| Task details |
Please give the number of lines in the material below that contain "TracingSink", and provide nothing besides that number.

━━ Material supplied ━━

use crate::model::field::FieldModel;
use std::{
    any::TypeId,
    cmp::Ordering,
    fmt::{self, Display},
    hash::{Hash, Hasher},
};

///
/// RecordModel
/// Statically declared shape of one record type.
///

#[derive(Debug)]
pub struct RecordModel {
    /// Fully-qualified type path (for ordering and diagnostics).
    pub path: &'static str,
    /// Stable external name used in exports.
    pub name: &'static str,
    /// Ordered field list; names are unique within the record.
    pub fields: &'static [FieldModel],
}

impl RecordModel {
    #[must_use]
    pub fn field(&self, name: &str) -> Option<&'static FieldModel> {
        self.fields.iter().find(|field| field.name == name)
    }

    /// First field name declared more than once, if any.
    /// Lookups by name only ever reach the first such field.
    #[must_use]
    pub fn duplicate_field(&self) -> Option<&'static str> {
        self.fields
            .iter()
            .enumerate()
            .find(|(i, field)| self.fields[..*i].iter().any(|prev| prev.name == field.name))
            .map(|(_, field)| field.name)
    }
}

///
/// RecordKind
///
/// Binds a Rust type to its declared record model.
///

pub trait RecordKind: 'static {
    const MODEL: &'static RecordModel;
}

///
/// SourceType
///
/// Identity of a record type inside the registry.
/// Equality and hashing use the `TypeId` only; ordering goes by path first
/// so enumeration is deterministic.
///

#[derive(Clone, Copy, Debug)]
pub struct SourceType {
    id: TypeId,
    model: &'static RecordModel,
}

impl SourceType {
    #[must_use]
    pub fn of<T: RecordKind>() -> Self {
        Self {
            id: TypeId::of::<T>(),
            model: T::MODEL,
        }
    }

    #[must_use]
    pub const fn model(&self) -> &'static RecordModel {
        self.model
    }

    #[must_use]
    pub const fn path(&self) -> &'static str {
        self.model.path
    }

    #[must_use]
    pub const fn name(&self) -> &'static str {
        self.model.name
    }
}

impl Display for SourceType {
    fn fmt(&self, f: &mut fmt::Formatter<'_>) -> fmt::Result {
        f.write_str(self.model.path)
    }
}

impl PartialEq for SourceType {
    fn eq(&self, other: &Self) -> bool {
        self.id == other.id
    }
}

impl Eq for SourceType {}

impl Hash for SourceType {
    fn hash<H: Hasher>(&self, state: &mut H) {
        self.id.hash(state);
    }
}

impl PartialOrd for SourceType {
    fn partial_cmp(&self, other: &Self) -> Option<Ordering> {
        Some(self.cmp(other))
    }
}

impl Ord for SourceType {
    fn cmp(&self, other: &Self) -> Ordering {
        self.model
            .path
            .cmp(other.model.path)
            .then_with(|| self.id.cmp(&other.id))
    }
}

///
/// TESTS
///
use crate::{error::ErrorKind, obs::sink::ConfigEvent};
use serde::Serialize;
use std::collections::BTreeMap;

///
/// ConfigReport
/// Counters for one configuration phase.
///

#[derive(Clone, Debug, Default, Eq, PartialEq, Serialize)]
pub struct ConfigReport {
    pub unique_registered: u64,
    pub state_definer_calls: u64,
    pub state_definer_fields: u64,
    pub rejected: u64,

    /// Rejections per error kind.
    pub rejected_by_kind: BTreeMap<ErrorKind, u64>,
}

impl ConfigReport {
    pub(crate) fn observe(&mut self, event: &ConfigEvent) {
        match event {
            ConfigEvent::UniqueRegistered { .. } => {
                self.unique_registered = self.unique_registered.saturating_add(1);
            }
            ConfigEvent::StateDefinersRegistered { fields, .. } => {
                self.state_definer_calls = self.state_definer_calls.saturating_add(1);
                self.state_definer_fields = self
                    .state_definer_fields
                    .saturating_add(fields.len() as u64);
            }
            ConfigEvent::Rejected { kind, .. } => {
                self.rejected = self.rejected.saturating_add(1);
                let entry = self.rejected_by_kind.entry(*kind).or_default();
                *entry = entry.saturating_add(1);
            }
        }
    }

    #[must_use]
    pub const fn accepted(&self) -> u64 {
        self.unique_registered
            .saturating_add(self.state_definer_calls)
    }
}

///
/// TESTS
///
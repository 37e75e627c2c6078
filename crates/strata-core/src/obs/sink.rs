use crate::error::{DeclarationKind, ErrorKind};

///
/// ConfigEvent
///

#[derive(Clone, Debug, Eq, PartialEq)]
pub enum ConfigEvent {
    UniqueRegistered {
        record: &'static str,
        fields: Vec<&'static str>,
    },
    StateDefinersRegistered {
        record: &'static str,
        fields: Vec<&'static str>,
    },
    Rejected {
        record: Option<&'static str>,
        declaration: DeclarationKind,
        kind: ErrorKind,
        message: String,
    },
}

///
/// EventSink
///

pub trait EventSink: Send + Sync {
    fn record(&self, event: &ConfigEvent);
}

///
/// TracingSink
/// Default sink; forwards events to `tracing` under the `strata` target.
///

#[derive(Clone, Copy, Debug, Default)]
pub struct TracingSink;

impl EventSink for TracingSink {
    fn record(&self, event: &ConfigEvent) {
        match event {
            ConfigEvent::UniqueRegistered { record, fields } => {
                tracing::debug!(target: "strata", record, ?fields, "unique constraint registered");
            }
            ConfigEvent::StateDefinersRegistered { record, fields } => {
                tracing::debug!(target: "strata", record, ?fields, "state definers registered");
            }
            ConfigEvent::Rejected {
                record,
                declaration,
                kind,
                message,
            } => {
                tracing::warn!(
                    target: "strata",
                    record = record.unwrap_or("-"),
                    %declaration,
                    %kind,
                    "declaration rejected: {message}"
                );
            }
        }
    }
}

///
/// NoopSink
///

#[derive(Clone, Copy, Debug, Default)]
pub struct NoopSink;

impl EventSink for NoopSink {
    fn record(&self, _event: &ConfigEvent) {}
}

━━━

| Solution below |
3